[RECORD SET — start]
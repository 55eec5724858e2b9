//! Lazily populated Bitcoin transaction graph.
//!
//! Transactions, outputs and scripts are unified into one canonical object
//! per identity. Their fields fill in as loads complete: from the local
//! SQLite store first, then from an Esplora-compatible API whose responses
//! are recorded in the store.

#![warn(missing_docs)]

pub mod config;
/// Graph and store error types.
pub mod error;
pub mod esplora;
pub mod graph;
pub mod lazy;
pub mod model;
pub mod store;
pub mod types;

pub use config::{Config, ConfigError};
pub use error::{GraphError, Result, StoreError};
pub use esplora::{FetchError, HttpClient, RemoteClient, Request, StaticClient};
pub use graph::Graph;
pub use lazy::{FetchState, LazyOutput, LazyScript, LazyTx, Orchestrator};
pub use model::{OutputField, ScriptField, TxField};
pub use store::{SqliteStore, Store, StoreOptions};
pub use types::{EntityKind, EntityRef, OutputId, ResponseId, ScriptId, TxId};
[RECORD SET — finish]
Reproduce the lines of the entries above exactly, but only from the line containing "pub use graph::Graph;" through the final line.

pub use graph::Graph;
pub use lazy::{FetchState, LazyOutput, LazyScript, LazyTx, Orchestrator};
pub use model::{OutputField, ScriptField, TxField};
pub use store::{SqliteStore, Store, StoreOptions};
pub use types::{EntityKind, EntityRef, OutputId, ResponseId, ScriptId, TxId};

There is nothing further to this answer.